(WHAT IS EXPECTED): From the entries below, copy every line that holds the word "digests".

(GIVEN DATA):
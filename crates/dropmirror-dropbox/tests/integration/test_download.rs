//! Shared-link content download integration tests

use wiremock::matchers::{header_exists, method, path};
use wiremock::{Mock, ResponseTemplate};

use dropmirror_core::ports::shared_folder::{ISharedFolderProvider, ProviderError};

use crate::common::{mount_download, setup, shared_link};

#[tokio::test]
async fn test_download_returns_raw_bytes() {
    let (server, provider) = setup().await;
    let content = b"the quick brown fox\x00\x01\x02 binary tail";
    mount_download(&server, content).await;

    let bytes = provider
        .fetch_content(&shared_link(), "fox.bin")
        .await
        .unwrap();
    assert_eq!(bytes, content);
}

#[tokio::test]
async fn test_download_sends_api_arg_header() {
    let (server, provider) = setup().await;

    // The entry address travels in the Dropbox-API-Arg header, not the body.
    Mock::given(method("POST"))
        .and(path("/2/sharing/get_shared_link_file"))
        .and(header_exists("Dropbox-API-Arg"))
        .respond_with(ResponseTemplate::new(200).set_body_bytes(b"ok".to_vec()))
        .expect(1)
        .mount(&server)
        .await;

    let bytes = provider
        .fetch_content(&shared_link(), "a.txt")
        .await
        .unwrap();
    assert_eq!(bytes, b"ok");
}

#[tokio::test]
async fn test_vanished_entry_maps_to_entry_error() {
    let (server, provider) = setup().await;

    Mock::given(method("POST"))
        .and(path("/2/sharing/get_shared_link_file"))
        .respond_with(ResponseTemplate::new(409).set_body_json(serde_json::json!({
            "error_summary": "path/not_found/",
            "error": {".tag": "path", "path": {".tag": "not_found"}}
        })))
        .mount(&server)
        .await;

    let err = provider
        .fetch_content(&shared_link(), "gone.txt")
        .await
        .unwrap_err();
    assert!(matches!(err, ProviderError::Entry(_)));
    assert!(!err.is_transient());
}

#[tokio::test]
async fn test_server_error_is_transient() {
    let (server, provider) = setup().await;

    Mock::given(method("POST"))
        .and(path("/2/sharing/get_shared_link_file"))
        .respond_with(ResponseTemplate::new(502))
        .mount(&server)
        .await;

    let err = provider
        .fetch_content(&shared_link(), "a.txt")
        .await
        .unwrap_err();
    assert!(err.is_transient());
}

#[tokio::test]
async fn test_empty_file_downloads_as_empty_bytes() {
    let (server, provider) = setup().await;
    mount_download(&server, b"").await;

    let bytes = provider
        .fetch_content(&shared_link(), "empty.txt")
        .await
        .unwrap();
    assert!(bytes.is_empty());
}
//! Local store adapter (secondary/driven adapter)
//!
//! Implements [`ILocalStore`] using `tokio::fs` for async file operations.
//!
//! ## Design Decisions
//!
//! - **Atomic writes**: write-to-temp + rename in the same directory, so a
//!   crash mid-write leaves either the old complete file or the new
//!   complete file, never a truncated one. A truncated file would be
//!   caught by the integrity check anyway, but it would also force a
//!   pointless re-download on the next run.
//! - **Streaming hashing**: the content hash is computed from a bounded
//!   read buffer, so large files never need to fit in memory.

use std::io::ErrorKind;
use std::path::Path;

use dropmirror_core::{
    domain::newtypes::ContentHash,
    ports::local_store::{ILocalStore, LocalFileState},
};
use tokio::io::AsyncReadExt;
use tracing::{debug, instrument};

use crate::hasher::BlockContentHasher;

/// Read buffer size for hash computation
const HASH_READ_BUF: usize = 64 * 1024;

/// Adapter that bridges the [`ILocalStore`] port to the real filesystem.
///
/// Zero-sized: all operations derive their context from the path
/// arguments. The save directory lives at a higher layer.
#[derive(Debug, Clone, Default)]
pub struct LocalStoreAdapter;

impl LocalStoreAdapter {
    /// Create a new `LocalStoreAdapter`.
    #[must_use]
    pub fn new() -> Self {
        Self
    }
}

#[async_trait::async_trait]
impl ILocalStore for LocalStoreAdapter {
    #[instrument(skip(self), fields(path = %path.display()))]
    async fn state(&self, path: &Path) -> anyhow::Result<LocalFileState> {
        let metadata = match tokio::fs::metadata(path).await {
            Ok(m) => m,
            Err(e) if e.kind() == ErrorKind::NotFound => {
                debug!("path not found");
                return Ok(LocalFileState::not_found());
            }
            Err(e) => return Err(e.into()),
        };

        let state = LocalFileState {
            exists: true,
            is_file: metadata.is_file(),
            size: metadata.len(),
        };
        debug!(is_file = state.is_file, size = state.size, "state retrieved");
        Ok(state)
    }

    #[instrument(skip(self), fields(path = %path.display()))]
    async fn compute_hash(&self, path: &Path) -> anyhow::Result<ContentHash> {
        let mut file = tokio::fs::File::open(path).await?;
        let mut hasher = BlockContentHasher::new();
        let mut buf = vec![0u8; HASH_READ_BUF];

        loop {
            let n = file.read(&mut buf).await?;
            if n == 0 {
                break;
            }
            hasher.update(&buf[..n]);
        }

        let hash = hasher.finalize();
        debug!(hash = %hash, "hash computed");
        Ok(hash)
    }

    #[instrument(skip(self, data), fields(path = %path.display(), bytes = data.len()))]
    async fn write_file(&self, path: &Path, data: &[u8]) -> anyhow::Result<()> {
        // Ensure parent directory exists.
        if let Some(parent) = path.parent() {
            tokio::fs::create_dir_all(parent).await?;
        }

        // Write to a temporary file in the same directory so rename is
        // atomic (same filesystem).
        let tmp_path = {
            let mut p = path.as_os_str().to_owned();
            p.push(".dropmirror-tmp");
            std::path::PathBuf::from(p)
        };

        debug!(?tmp_path, "writing to temporary file");
        tokio::fs::write(&tmp_path, data).await?;

        debug!("renaming temporary file to target");
        tokio::fs::rename(&tmp_path, path).await?;

        debug!("write complete");
        Ok(())
    }

    #[instrument(skip(self), fields(path = %path.display()))]
    async fn create_dir_all(&self, path: &Path) -> anyhow::Result<()> {
        tokio::fs::create_dir_all(path).await?;
        debug!("directory created");
        Ok(())
    }
}

// ============================================================================
// Unit tests
// ============================================================================

#[cfg(test)]
mod tests {
    use tempfile::TempDir;

    use super::*;

    #[tokio::test]
    async fn test_write_then_state_and_hash() {
        let dir = TempDir::new().unwrap();
        let store = LocalStoreAdapter::new();
        let path = dir.path().join("hello.txt");

        let content = b"Hello, dropmirror!";
        store.write_file(&path, content).await.unwrap();

        let state = store.state(&path).await.unwrap();
        assert!(state.is_regular_file());
        assert_eq!(state.size, content.len() as u64);

        let hash = store.compute_hash(&path).await.unwrap();
        assert_eq!(hash, BlockContentHasher::hash_bytes(content));
    }

    #[tokio::test]
    async fn test_write_creates_parent_dirs() {
        let dir = TempDir::new().unwrap();
        let store = LocalStoreAdapter::new();
        let path = dir.path().join("a/b/c/nested.txt");

        store.write_file(&path, b"nested content").await.unwrap();

        let state = store.state(&path).await.unwrap();
        assert!(state.is_regular_file());
    }

    #[tokio::test]
    async fn test_write_overwrites_existing() {
        let dir = TempDir::new().unwrap();
        let store = LocalStoreAdapter::new();
        let path = dir.path().join("overwrite.txt");

        store.write_file(&path, b"first").await.unwrap();
        store.write_file(&path, b"second").await.unwrap();

        let read_back = tokio::fs::read(&path).await.unwrap();
        assert_eq!(read_back, b"second");
    }

    #[tokio::test]
    async fn test_write_leaves_no_temp_file() {
        let dir = TempDir::new().unwrap();
        let store = LocalStoreAdapter::new();
        let path = dir.path().join("clean.txt");

        store.write_file(&path, b"data").await.unwrap();

        let mut names = Vec::new();
        let mut entries = tokio::fs::read_dir(dir.path()).await.unwrap();
        while let Some(entry) = entries.next_entry().await.unwrap() {
            names.push(entry.file_name().to_string_lossy().into_owned());
        }
        assert_eq!(names, vec!["clean.txt".to_string()]);
    }

    #[tokio::test]
    async fn test_state_not_found() {
        let dir = TempDir::new().unwrap();
        let store = LocalStoreAdapter::new();

        let state = store.state(&dir.path().join("missing.txt")).await.unwrap();
        assert!(!state.exists);
        assert_eq!(state.size, 0);
    }

    #[tokio::test]
    async fn test_state_directory_is_not_regular_file() {
        let dir = TempDir::new().unwrap();
        let store = LocalStoreAdapter::new();
        let sub = dir.path().join("subdir");

        store.create_dir_all(&sub).await.unwrap();

        let state = store.state(&sub).await.unwrap();
        assert!(state.exists);
        assert!(!state.is_regular_file());
    }

    #[tokio::test]
    async fn test_compute_hash_missing_file_errors() {
        let dir = TempDir::new().unwrap();
        let store = LocalStoreAdapter::new();

        let result = store.compute_hash(&dir.path().join("missing.txt")).await;
        assert!(result.is_err());
    }

    #[tokio::test]
    async fn test_compute_hash_streams_consistently() {
        let dir = TempDir::new().unwrap();
        let store = LocalStoreAdapter::new();
        let path = dir.path().join("big.bin");

        // Larger than the read buffer so the loop runs more than once.
        let content: Vec<u8> = (0..200_000u32).map(|i| (i % 256) as u8).collect();
        store.write_file(&path, &content).await.unwrap();

        let hash = store.compute_hash(&path).await.unwrap();
        assert_eq!(hash, BlockContentHasher::hash_bytes(&content));
    }
}
//! Local store port (driven/secondary port)
//!
//! This module defines the interface for the local filesystem side of the
//! mirror: existence/size snapshots, content hashing, and atomic writes.
//!
//! ## Design Notes
//!
//! - Uses `anyhow::Result` because filesystem errors are adapter-specific
//!   and don't need domain-level classification; the synchronizer decides
//!   how a failed store operation affects the entry being processed.
//! - `write_file` is required to be atomic enough that a crash mid-write
//!   never leaves a file that would pass the integrity check with partial
//!   content (write to a temporary sibling, rename on completion).

use std::path::Path;

use crate::domain::newtypes::ContentHash;

// ============================================================================
// LocalFileState
// ============================================================================

/// Snapshot of a file's state on the local filesystem
#[derive(Debug, Clone)]
pub struct LocalFileState {
    /// Whether the path exists on disk
    pub exists: bool,
    /// Whether this is a regular file (false for directories and other types)
    pub is_file: bool,
    /// Size in bytes (0 for directories or non-existent paths)
    pub size: u64,
}

impl LocalFileState {
    /// Returns a state representing a non-existent path
    #[must_use]
    pub fn not_found() -> Self {
        Self {
            exists: false,
            is_file: false,
            size: 0,
        }
    }

    /// Returns true if the path exists and is a regular file
    #[must_use]
    pub fn is_regular_file(&self) -> bool {
        self.exists && self.is_file
    }
}

// ============================================================================
// ILocalStore trait
// ============================================================================

/// Port trait for local filesystem operations
///
/// ## Implementation Notes
///
/// - `compute_hash` must produce the same block content hash the provider
///   reports, so local and remote content can be compared without
///   re-downloading.
/// - `state` never errors for missing paths; it returns
///   [`LocalFileState::not_found()`].
#[async_trait::async_trait]
pub trait ILocalStore: Send + Sync {
    /// Gets the current state of a path
    async fn state(&self, path: &Path) -> anyhow::Result<LocalFileState>;

    /// Computes the block content hash of a file's full byte content
    ///
    /// # Errors
    /// Returns an error if the file doesn't exist or cannot be read.
    async fn compute_hash(&self, path: &Path) -> anyhow::Result<ContentHash>;

    /// Writes data to a file atomically, creating parent directories
    ///
    /// Existing content is replaced in a single rename; observers never
    /// see a partially written file at `path`.
    async fn write_file(&self, path: &Path, data: &[u8]) -> anyhow::Result<()>;

    /// Creates a directory and all parent directories as needed
    async fn create_dir_all(&self, path: &Path) -> anyhow::Result<()>;
}
//! Dropbox-compatible block content hasher
//!
//! Computes the same value the Dropbox API reports in the `content_hash`
//! metadata field: the file is split into 4 MiB blocks, each block is
//! SHA-256 hashed, and the concatenation of the block digests is SHA-256
//! hashed again. The result is lowercase hex.
//!
//! The streaming `update` API means a file never has to be held in memory
//! as a single buffer to be hashed.

use dropmirror_core::domain::newtypes::ContentHash;
use sha2::{Digest, Sha256};

/// Block size over which per-block digests are computed (4 MiB)
pub const BLOCK_SIZE: usize = 4 * 1024 * 1024;

/// Incremental block content hasher
///
/// ```
/// use dropmirror_sync::hasher::BlockContentHasher;
///
/// let mut hasher = BlockContentHasher::new();
/// hasher.update(b"some file content");
/// let hash = hasher.finalize();
/// assert_eq!(hash.as_str().len(), 64);
/// ```
pub struct BlockContentHasher {
    /// Hasher over the concatenated block digests
    overall: Sha256,
    /// Hasher for the block currently being filled
    block: Sha256,
    /// Bytes fed into the current block so far
    block_len: usize,
}

impl BlockContentHasher {
    /// Creates a new hasher with an empty state
    #[must_use]
    pub fn new() -> Self {
        Self {
            overall: Sha256::new(),
            block: Sha256::new(),
            block_len: 0,
        }
    }

    /// Feeds bytes into the hasher
    ///
    /// Input may be split across calls arbitrarily; block boundaries are
    /// tracked internally.
    pub fn update(&mut self, mut input: &[u8]) {
        while !input.is_empty() {
            if self.block_len == BLOCK_SIZE {
                self.roll_block();
            }

            let space = BLOCK_SIZE - self.block_len;
            let take = space.min(input.len());
            self.block.update(&input[..take]);
            self.block_len += take;
            input = &input[take..];
        }
    }

    /// Consumes the hasher and returns the final content hash
    ///
    /// Zero input bytes produce the SHA-256 of the empty string (no
    /// blocks), matching the provider's value for empty files.
    #[must_use]
    pub fn finalize(mut self) -> ContentHash {
        if self.block_len > 0 {
            self.roll_block();
        }

        let digest: [u8; 32] = self.overall.finalize().into();
        ContentHash::from_digest(&digest)
    }

    /// Convenience wrapper hashing a complete in-memory buffer
    #[must_use]
    pub fn hash_bytes(data: &[u8]) -> ContentHash {
        let mut hasher = Self::new();
        hasher.update(data);
        hasher.finalize()
    }

    /// Finishes the current block and folds its digest into the overall hash
    fn roll_block(&mut self) {
        let block = std::mem::take(&mut self.block);
        let digest: [u8; 32] = block.finalize().into();
        self.overall.update(digest);
        self.block_len = 0;
    }
}

impl Default for BlockContentHasher {
    fn default() -> Self {
        Self::new()
    }
}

(RESULT OF THIS EXERCISE):
//! SHA-256 hashed, and the concatenation of the block digests is SHA-256
/// Block size over which per-block digests are computed (4 MiB)
    /// Hasher over the concatenated block digests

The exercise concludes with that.